Tuesday, May 12, 2009

Poverty and Shame

In the tarot deck there is a particular card, the five of pentacles. It depicts a couple in the snow outside a church. One is on crutches and has a bandaged foot, the other is huddling in rags against the cold. They move forward, beside the church, outside of the institution that could help them, impoverished and ashamed.

The card's meaning is easy to read. A situation or alliance made that creates poverty, alienation from the social network and shame. It is a situation most of us fear and one, I believe, that is largely the imagination brought to life in its worst possible incarnation.

Last week I went on a job interview to work as a community organizer for ACORN. I had some hopes that the job might be rewarding because after all, Obama did it once. When I arrived at the office, the smell was almost more than I could bear. (as cliched as that sounds it is the truth) It was in a ramshackle building, at the back, across from a strip club in the worst possible area of town. I got a second interview.

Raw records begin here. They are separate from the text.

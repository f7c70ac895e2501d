use clap::{Parser, Subcommand};
use loan_admin::application::screen::AdminScreen;
use loan_admin::config::{
    DEFAULT_API_URL, DEFAULT_TIMEOUT_SECS, FetchOrdering, ScreenConfig, ServiceConfig,
};
use loan_admin::domain::intent::Decision;
use loan_admin::domain::ports::LoanServiceRef;
use loan_admin::domain::projection::Projection;
use loan_admin::domain::state::FetchState;
use loan_admin::error::AdminError;
use loan_admin::infrastructure::http::HttpLoanService;
use loan_admin::infrastructure::in_memory::InMemoryLoanService;
use loan_admin::interfaces::csv::decision_reader::DecisionReader;
use loan_admin::interfaces::terminal::AdminView;
use miette::{IntoDiagnostic, Result};
use std::fs::File;
use std::io::{self, Write};
use std::path::{Path, PathBuf};
use std::sync::Arc;
use std::time::Duration;
use tracing_subscriber::EnvFilter;

#[derive(Parser)]
#[command(author, version, about = "Review and decide loans pending validation", long_about = None)]
struct Cli {
    /// Base URL of the loan API
    #[arg(long, env = "LOAN_API_URL", default_value = DEFAULT_API_URL)]
    api_url: String,

    /// Bearer token sent to the loan API
    #[arg(long, env = "LOAN_API_TOKEN", hide_env_values = true)]
    api_token: Option<String>,

    /// Request timeout in seconds
    #[arg(long, env = "LOAN_API_TIMEOUT_SECS", default_value_t = DEFAULT_TIMEOUT_SECS)]
    timeout_secs: u64,

    /// Serve pending loans from a JSON file instead of the loan API
    #[arg(long)]
    fixture: Option<PathBuf>,

    /// Which outcome wins when fetches overlap
    #[arg(long, value_enum, default_value_t = FetchOrdering::LastResolved)]
    fetch_ordering: FetchOrdering,

    /// Reload the pending list after a successful decision
    #[arg(long)]
    refresh_after_decision: bool,

    /// Enable debug logging
    #[arg(short, long)]
    verbose: bool,

    #[command(subcommand)]
    command: Option<Command>,
}

#[derive(Subcommand)]
enum Command {
    /// Show the loans pending validation
    List {
        /// Print the projection as JSON
        #[arg(long)]
        json: bool,
    },
    /// Approve a pending loan
    Approve { loan_id: String },
    /// Reject a pending loan
    Reject { loan_id: String },
    /// Apply decisions from a `loan_id,decision` CSV file
    Apply { input: PathBuf },
}

impl Cli {
    fn service(&self) -> Result<LoanServiceRef> {
        if let Some(fixture) = &self.fixture {
            let service = InMemoryLoanService::from_path(fixture).into_diagnostic()?;
            return Ok(Arc::new(service));
        }
        let config = ServiceConfig::new(self.api_url.clone())
            .with_timeout(Duration::from_secs(self.timeout_secs))
            .with_api_token(self.api_token.clone());
        let service = HttpLoanService::new(&config).into_diagnostic()?;
        Ok(Arc::new(service))
    }

    fn screen_config(&self) -> ScreenConfig {
        ScreenConfig::default()
            .with_fetch_ordering(self.fetch_ordering)
            .with_refresh_after_decision(self.refresh_after_decision)
    }
}

fn init_tracing(verbose: bool) {
    let default = if verbose {
        "loan_admin=debug,info"
    } else {
        "loan_admin=info,warn"
    };
    let filter = EnvFilter::try_from_default_env().unwrap_or_else(|_| EnvFilter::new(default));

    tracing_subscriber::fmt()
        .with_env_filter(filter)
        .with_target(false)
        .with_writer(io::stderr)
        .init();
}

#[tokio::main]
async fn main() -> Result<()> {
    dotenvy::dotenv().ok();
    let cli = Cli::parse();
    init_tracing(cli.verbose);

    let service = cli.service()?;
    let config = cli.screen_config();

    // Decision commands never load the list up front; they fetch only with
    // --refresh-after-decision, once the decision succeeded.
    match cli.command {
        None => list(&AdminScreen::activate(service, config), false).await,
        Some(Command::List { json }) => list(&AdminScreen::activate(service, config), json).await,
        Some(Command::Approve { ref loan_id }) => {
            let screen = AdminScreen::attach(service, config);
            decide(&screen, loan_id, Decision::Approve, cli.refresh_after_decision).await
        }
        Some(Command::Reject { ref loan_id }) => {
            let screen = AdminScreen::attach(service, config);
            decide(&screen, loan_id, Decision::Reject, cli.refresh_after_decision).await
        }
        Some(Command::Apply { ref input }) => {
            apply(&AdminScreen::attach(service, config), input).await
        }
    }
}

async fn list(screen: &AdminScreen, json: bool) -> Result<()> {
    let state = screen.settled().await.into_diagnostic()?;
    render(&state, json)?;

    if let FetchState::Failed(error) = state {
        return Err(AdminError::FetchFailed(error)).into_diagnostic();
    }
    Ok(())
}

fn render(state: &FetchState, json: bool) -> Result<()> {
    let projection = Projection::of(state);
    let stdout = io::stdout();
    if json {
        let mut out = stdout.lock();
        serde_json::to_writer_pretty(&mut out, &projection).into_diagnostic()?;
        writeln!(out).into_diagnostic()?;
    } else {
        AdminView::new(stdout.lock())
            .render(&projection)
            .into_diagnostic()?;
    }
    Ok(())
}

async fn decide(
    screen: &AdminScreen,
    loan_id: &str,
    decision: Decision,
    refresh: bool,
) -> Result<()> {
    screen
        .dispatcher()
        .request_decision(loan_id, decision)
        .into_diagnostic()?
        .completion()
        .await
        .into_diagnostic()?;
    println!("{}", confirmation(loan_id, decision));

    if refresh {
        let state = screen.settled().await.into_diagnostic()?;
        render(&state, false)?;
    }
    Ok(())
}

async fn apply(screen: &AdminScreen, input: &Path) -> Result<()> {
    let file = File::open(input).into_diagnostic()?;
    let reader = DecisionReader::new(file);

    for record in reader.decisions() {
        match record {
            Ok(record) => {
                let loan_id = record.loan_id.to_string();
                let decision = record.decision;
                let handle = screen.dispatcher().dispatch(record.into_intent());
                match handle.completion().await {
                    Ok(()) => println!("{}", confirmation(&loan_id, decision)),
                    Err(e) => eprintln!("Error applying decision: {}", e),
                }
            }
            Err(e) => {
                eprintln!("Error reading decision: {}", e);
            }
        }
    }
    Ok(())
}

fn confirmation(loan_id: &str, decision: Decision) -> String {
    match decision {
        Decision::Approve => format!("Approved loan {loan_id}"),
        Decision::Reject => format!("Rejected loan {loan_id}"),
    }
}
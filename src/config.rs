//! Configuration for the admin screen and the loan service adapter.

use crate::error::{AdminError, Result};
use clap::ValueEnum;
use std::time::Duration;

pub const DEFAULT_API_URL: &str = "http://localhost:3000/api";

pub const DEFAULT_TIMEOUT_SECS: u64 = 10;

/// Which outcome wins when several fetches of the pending list overlap.
#[derive(Debug, Clone, Copy, Default, PartialEq, Eq, ValueEnum)]
pub enum FetchOrdering {
    /// The fetch that resolves last decides the state; earlier outcomes are dropped.
    #[default]
    LastResolved,
    /// Only the most recently issued fetch may decide the state.
    LatestIssued,
}

/// Behavior of a single admin screen instance.
#[derive(Debug, Clone, Default)]
pub struct ScreenConfig {
    pub fetch_ordering: FetchOrdering,
    /// Re-fetch the pending list after a successful approve or reject.
    pub refresh_after_decision: bool,
}

impl ScreenConfig {
    pub fn with_fetch_ordering(mut self, ordering: FetchOrdering) -> Self {
        self.fetch_ordering = ordering;
        self
    }

    pub fn with_refresh_after_decision(mut self, refresh: bool) -> Self {
        self.refresh_after_decision = refresh;
        self
    }
}

/// Connection settings for the HTTP loan service.
#[derive(Debug, Clone)]
pub struct ServiceConfig {
    pub base_url: String,
    pub timeout: Duration,
    pub api_token: Option<String>,
}

impl Default for ServiceConfig {
    fn default() -> Self {
        Self {
            base_url: DEFAULT_API_URL.to_string(),
            timeout: Duration::from_secs(DEFAULT_TIMEOUT_SECS),
            api_token: None,
        }
    }
}

impl ServiceConfig {
    pub fn new(base_url: impl Into<String>) -> Self {
        Self {
            base_url: base_url.into(),
            ..Self::default()
        }
    }

    pub fn with_timeout(mut self, timeout: Duration) -> Self {
        self.timeout = timeout;
        self
    }

    pub fn with_api_token(mut self, token: Option<String>) -> Self {
        self.api_token = token.filter(|t| !t.trim().is_empty());
        self
    }

    pub fn validate(&self) -> Result<()> {
        if !(self.base_url.starts_with("http://") || self.base_url.starts_with("https://")) {
            return Err(AdminError::Config(format!(
                "API URL must start with http:// or https://, got '{}'",
                self.base_url
            )));
        }
        if self.timeout.is_zero() {
            return Err(AdminError::Config("timeout must be greater than zero".to_string()));
        }
        Ok(())
    }
}
pub mod application;
pub mod config;
pub mod domain;
pub mod error;
pub mod infrastructure;
pub mod interfaces;
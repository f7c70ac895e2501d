//! Domain types for the pending-loan admin screen.
//!
//! Everything here is free of I/O: loans and their identifiers, operator
//! intents, the fetch state machine and its projection, and the port through
//! which the external loan service is reached.

pub mod intent;
pub mod loan;
pub mod ports;
pub mod projection;
pub mod state;
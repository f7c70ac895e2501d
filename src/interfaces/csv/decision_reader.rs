use crate::domain::intent::{Decision, Intent};
use crate::domain::loan::LoanId;
use crate::error::{AdminError, Result};
use serde::Deserialize;
use std::io::Read;

/// One row of a batch decision file: `loan_id,decision`.
#[derive(Debug, Deserialize, PartialEq, Clone)]
pub struct DecisionRecord {
    pub loan_id: LoanId,
    pub decision: Decision,
}

impl DecisionRecord {
    pub fn into_intent(self) -> Intent {
        Intent::decision(self.loan_id, self.decision)
    }
}

/// Reads approve/reject decisions from a CSV source.
///
/// Whitespace around fields is trimmed and rows may carry extra columns.
pub struct DecisionReader<R: Read> {
    reader: csv::Reader<R>,
}

impl<R: Read> DecisionReader<R> {
    /// Expects a `loan_id,decision` header row.
    pub fn new(source: R) -> Self {
        let reader = csv::ReaderBuilder::new()
            .trim(csv::Trim::All)
            .flexible(true)
            .from_reader(source);
        Self { reader }
    }

    /// Lazily deserializes the rows. A malformed row yields an error and does
    /// not stop the iteration.
    pub fn decisions(self) -> impl Iterator<Item = Result<DecisionRecord>> {
        self.reader
            .into_deserialize()
            .map(|result| result.map_err(AdminError::from))
    }
}
use super::coordinator::EffectCoordinator;
use super::dispatcher::IntentDispatcher;
use super::store::StateStore;
use crate::config::ScreenConfig;
use crate::domain::ports::LoanServiceRef;
use crate::domain::projection::Projection;
use crate::domain::state::FetchState;
use crate::error::{AdminError, Result};
use tokio::sync::watch;
use tracing::info;

/// Lifecycle owner of one admin screen.
///
/// Activation builds the store, coordinator and dispatcher and requests the
/// pending list. Deactivating (or dropping) the screen detaches the store, so
/// fetches still in flight cannot write into it afterwards.
pub struct AdminScreen {
    store: StateStore,
    dispatcher: IntentDispatcher,
}

impl AdminScreen {
    /// Must be called from within a Tokio runtime.
    pub fn activate(service: LoanServiceRef, config: ScreenConfig) -> Self {
        let screen = Self::attach(service, config);
        info!("admin screen activated");
        drop(screen.dispatcher.request_fetch_pending());
        screen
    }

    /// Builds the screen without requesting the pending list. The store stays
    /// `Idle` until a fetch is dispatched.
    pub fn attach(service: LoanServiceRef, config: ScreenConfig) -> Self {
        let store = StateStore::new();
        let coordinator = EffectCoordinator::new(service, store.clone(), config);
        let dispatcher = IntentDispatcher::new(coordinator);
        Self { store, dispatcher }
    }

    pub fn dispatcher(&self) -> &IntentDispatcher {
        &self.dispatcher
    }

    pub fn store(&self) -> &StateStore {
        &self.store
    }

    pub fn state(&self) -> FetchState {
        self.store.snapshot()
    }

    pub fn projection(&self) -> Projection {
        self.store.projection()
    }

    pub fn subscribe(&self) -> watch::Receiver<FetchState> {
        self.store.subscribe()
    }

    /// Waits until the current fetch cycle is `Loaded` or `Failed`.
    pub async fn settled(&self) -> Result<FetchState> {
        let mut rx = self.subscribe();
        let state = rx
            .wait_for(FetchState::is_settled)
            .await
            .map_err(|_| AdminError::Detached)?;
        Ok(state.clone())
    }

    pub fn deactivate(self) {
        drop(self);
    }
}

impl Drop for AdminScreen {
    fn drop(&mut self) {
        self.store.detach();
        info!("admin screen deactivated");
    }
}
use super::loan::Loan;
use super::state::{FetchPhase, FetchState};
use serde::Serialize;

/// Read-only view of a [`FetchState`] shaped for rendering.
///
/// Always built from a single state snapshot, so the three fields never
/// disagree with each other.
#[derive(Debug, Clone, PartialEq, Serialize)]
#[serde(rename_all = "camelCase")]
pub struct Projection {
    pub pending_loans: Option<Vec<Loan>>,
    pub loading: bool,
    pub error: bool,
}

impl Projection {
    pub fn of(state: &FetchState) -> Self {
        Self {
            pending_loans: state.pending_loans().map(<[Loan]>::to_vec),
            loading: state.is_loading(),
            error: state.has_error(),
        }
    }

    /// Recovers which state this projection was derived from.
    pub fn phase(&self) -> FetchPhase {
        match (&self.pending_loans, self.loading, self.error) {
            (Some(_), _, _) => FetchPhase::Loaded,
            (None, true, _) => FetchPhase::Loading,
            (None, false, true) => FetchPhase::Failed,
            (None, false, false) => FetchPhase::Idle,
        }
    }
}
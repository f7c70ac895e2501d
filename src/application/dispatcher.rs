use super::coordinator::{EffectCoordinator, IntentHandle};
use crate::domain::intent::{Decision, Intent};
use crate::domain::loan::LoanId;
use crate::error::Result;
use tracing::debug;

/// Turns operator and lifecycle actions into intents for the coordinator.
///
/// Never touches state directly. Repeated fetch requests are not de-duplicated.
#[derive(Clone)]
pub struct IntentDispatcher {
    coordinator: EffectCoordinator,
}

impl IntentDispatcher {
    pub fn new(coordinator: EffectCoordinator) -> Self {
        Self { coordinator }
    }

    pub fn dispatch(&self, intent: Intent) -> IntentHandle {
        debug!(intent = intent.name(), "dispatching intent");
        self.coordinator.handle(intent)
    }

    pub fn request_fetch_pending(&self) -> IntentHandle {
        self.dispatch(Intent::FetchPending)
    }

    /// Fails with `InvalidInput` for an empty id, without calling the service.
    pub fn request_approve(&self, loan_id: &str) -> Result<IntentHandle> {
        self.request_decision(loan_id, Decision::Approve)
    }

    /// Fails with `InvalidInput` for an empty id, without calling the service.
    pub fn request_reject(&self, loan_id: &str) -> Result<IntentHandle> {
        self.request_decision(loan_id, Decision::Reject)
    }

    pub fn request_decision(&self, loan_id: &str, decision: Decision) -> Result<IntentHandle> {
        let loan_id = LoanId::new(loan_id)?;
        Ok(self.dispatch(Intent::decision(loan_id, decision)))
    }
}
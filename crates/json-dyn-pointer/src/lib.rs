//! JSON Pointer (RFC 6901) text form of key/index chains.
//!
//! A [`Pointer`] holds unescaped reference tokens. Whether a token addresses an
//! object key or an array element is decided by whoever walks the document;
//! [`array_index`] implements the RFC rule for that decision.
//!
//! Examples:
//! - `"" -> []`
//! - `"/" -> [""]`
//! - `"/a~1b/~0k/0" -> ["a/b", "~k", "0"]`

use std::fmt;
use std::str::FromStr;

use thiserror::Error;

#[derive(Debug, Error, Clone, PartialEq, Eq)]
pub enum PointerError {
    #[error("json pointer must be empty or start with `/`: {0:?}")]
    NotAbsolute(String),
    #[error("invalid escape in json pointer token {0:?}")]
    InvalidEscape(String),
}

/// Unescapes one reference token (`~1` → `/`, `~0` → `~`).
///
/// A `~` followed by anything other than `0` or `1` is rejected.
pub fn unescape_token(token: &str) -> Result<String, PointerError> {
    if !token.contains('~') {
        return Ok(token.to_string());
    }
    let mut out = String::with_capacity(token.len());
    let mut chars = token.chars();
    while let Some(ch) = chars.next() {
        if ch != '~' {
            out.push(ch);
            continue;
        }
        match chars.next() {
            Some('0') => out.push('~'),
            Some('1') => out.push('/'),
            _ => return Err(PointerError::InvalidEscape(token.to_string())),
        }
    }
    Ok(out)
}

/// Escapes one reference token for inclusion in pointer text.
pub fn escape_token(token: &str) -> String {
    if !token.contains('/') && !token.contains('~') {
        return token.to_string();
    }
    token.replace('~', "~0").replace('/', "~1")
}

/// Interprets a token as an array index.
///
/// Only `0` or a digit string without a leading zero qualifies; `"01"`, `"-1"`
/// and `"+1"` are keys, never indices.
pub fn array_index(token: &str) -> Option<usize> {
    let bytes = token.as_bytes();
    match bytes {
        [] => None,
        [b'0'] => Some(0),
        [b'0', ..] => None,
        _ if bytes.iter().all(u8::is_ascii_digit) => token.parse().ok(),
        _ => None,
    }
}

/// Parsed JSON Pointer.
#[derive(Debug, Clone, Default, PartialEq, Eq, Hash)]
pub struct Pointer {
    tokens: Vec<String>,
}

impl Pointer {
    /// The empty pointer, addressing the whole document.
    pub fn root() -> Self {
        Self::default()
    }

    /// Parses absolute pointer text.
    pub fn parse(text: &str) -> Result<Self, PointerError> {
        if text.is_empty() {
            return Ok(Self::root());
        }
        let Some(rest) = text.strip_prefix('/') else {
            return Err(PointerError::NotAbsolute(text.to_string()));
        };
        let tokens = rest
            .split('/')
            .map(unescape_token)
            .collect::<Result<Vec<_>, _>>()?;
        Ok(Self { tokens })
    }

    pub fn tokens(&self) -> &[String] {
        &self.tokens
    }

    pub fn len(&self) -> usize {
        self.tokens.len()
    }

    pub fn is_empty(&self) -> bool {
        self.tokens.is_empty()
    }

    pub fn push(&mut self, token: impl Into<String>) {
        self.tokens.push(token.into());
    }

    pub fn push_index(&mut self, index: usize) {
        self.tokens.push(index.to_string());
    }

    pub fn iter(&self) -> std::slice::Iter<'_, String> {
        self.tokens.iter()
    }
}

impl fmt::Display for Pointer {
    fn fmt(&self, f: &mut fmt::Formatter<'_>) -> fmt::Result {
        for token in &self.tokens {
            f.write_str("/")?;
            f.write_str(&escape_token(token))?;
        }
        Ok(())
    }
}

impl FromStr for Pointer {
    type Err = PointerError;

    fn from_str(s: &str) -> Result<Self, Self::Err> {
        Self::parse(s)
    }
}

impl<'a> IntoIterator for &'a Pointer {
    type Item = &'a String;
    type IntoIter = std::slice::Iter<'a, String>;

    fn into_iter(self) -> Self::IntoIter {
        self.tokens.iter()
    }
}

On this second interview it was my task to accompany one of the community organizers on his rounds. He had a scooter so I took a bus and met him in a neighborhood where I had never been before.

The neighborhood consisted of a few apartment blocks and several sets of townhouses with a road running through it. We went to the first apartment block and he studied the intercom, checking his clipboard frequently. When a small group of residents went in, we followed. He did not press any of the intercom buttons. We snuck in.

He knocked on doors. In nearly every case, there was no response. We finally found a woman and her children at home. He asked her if she was planning to be at the environmental meeting that night and asked if we could come in to talk.

She said yes and once inside he launched into a kind of pitch about the problems in the building and what she thought they could do about it. I smiled at the children and tried to be as responsive as I could be. She related more and more to me and it was interesting enough.

Soon her husband came home and this is what got me thinking.

First of all, I was concerned for her safety. Marriage can be a volatile place at the best of times and there we were, dinnertime drawing near, taking his wife's time and energy away from his household.

Then there was his response. When asked what should be done about the conditions of the building he drew himself up to his full height and gave the answer I expected.

He said he was a paying customer, that the building was a business and like any other business it would succeed or fail on its own merits. He said his solution was to pull himself up and get his family out of there. He was ashamed of being poor - that much was obvious and he wanted us to know that unlike others who may be stupid enough to be trapped there, he was different. He would be leaving very soon.

I wanted to protect his sense of self but more than that I could see quite clearly through the lens of his self-respect that there was no way ACORN could make headway while people are ashamed of being poor. And this is how the Conservative government gets away with their shocking behavior toward the poor. In this society we believe that being poor is shameful, preventable and it puts you outside of the concern of society. Just like that card.

If we are ever to make strides toward eradicating poverty in this world, shame will have to go first.

We left the building and I asked the organizer about the woman, I asked him if he ever weighed her safety or his ego against what he was trying to accomplish.

He responded by saying; "we treat everyone equally, we are not counsellors" and I thought, that's the problem, isn't it? We treat everyone alike. We do not care about their personal lives. We make these places and then we pretend we can do so little to fix them, we set up boundaries, we think change can only happen in one way.

I am not going to be fooled by that kind of thinking anymore.

I told him the job would not suit me but that I would think about it. And I have.